KEYWORDS business schools, change, China, context, indigenous research
Building Organizations as Communities: A Multicase Study of Community Institutional Logic at Chinese Firms
ABSTRACT The fact that many Chinese business organizations incorporate social function units into their structures as well as social services into their practice has surprisingly received insufficient attention in organization studies. To theorize an organizational model that resembles community building in many aspects, we conduct case studies on this phenomenon and explain it from a new perspective, focusing on community arrangement within organizations. Our study draws on theoretical insights from institutional logic perspectives and builds a new conceptual schema through which to view organizations as communities. In our case studies of five firms in four cities, we find that, despite changes in the larger society, these Chinese firms built and maintained a model for organizations that communities can be embedded in organizations of various scales and in various industries. This community model of organizations offers new theoretical insights into organizations more broadly and has practical implications for improving the quality of employees’ work life.

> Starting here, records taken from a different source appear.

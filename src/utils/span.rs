//! Source location tracking

use serde::{Deserialize, Serialize};
use std::fmt;

/// A position in the source text, as reported by the front end
#[derive(Debug, Clone, Copy, PartialEq, Eq, Hash, PartialOrd, Ord, Serialize, Deserialize)]
pub struct Span {
    /// 1-based line
    pub line: u32,
    /// 0-based column
    pub column: u32,
}

impl Span {
    /// Create a new span
    pub fn new(line: u32, column: u32) -> Self {
        Self { line, column }
    }

    /// Create a dummy span (for synthesized nodes and tests)
    pub fn dummy() -> Self {
        Self::new(0, 0)
    }

    pub fn is_dummy(&self) -> bool {
        self.line == 0
    }
}

impl Default for Span {
    fn default() -> Self {
        Self::dummy()
    }
}

impl fmt::Display for Span {
    fn fmt(&self, f: &mut fmt::Formatter<'_>) -> fmt::Result {
        write!(f, "{}:{}", self.line, self.column)
    }
}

KEYWORDS community institutional logic, organization form, social function units of firms
Utilizing the Chinese Diaspora by Russian Firms: Capabilities and Legitimacy Implications
ABSTRACT This article examines the impact of foreign diasporas on host country firms. It contributes to diaspora research by focusing on the context of emerging market host countries and the specific case of Chinese diaspora in Russia. Drawing on the concepts of organizational capabilities and organizational legitimacy, we explain how the Chinese diaspora can be beneficial for the competitiveness of Russian firms, and how Russian firms can uniquely leverage these potential benefits through engagement with individual Chinese diasporans and diaspora institutions. Our article adds to the diaspora literature in several ways. First, unlike the majority of past research, which tends to focus on the benefits for the diaspora’s home country, we highlight the potential impact on host country firms, specifically their capabilities and legitimacy at home and abroad. Second, our model can be viewed as a direct response to the many calls in the literature to study the microfoundations of firms’ capabilities. Third, we add to the legitimacy literature by proposing that engagement with a foreign diaspora can help host country firms establish and maintain their legitimacy both at home and on a global scale. Although our framework is informed by the Chinese diaspora in Russia, we discuss its generalizability to other contexts.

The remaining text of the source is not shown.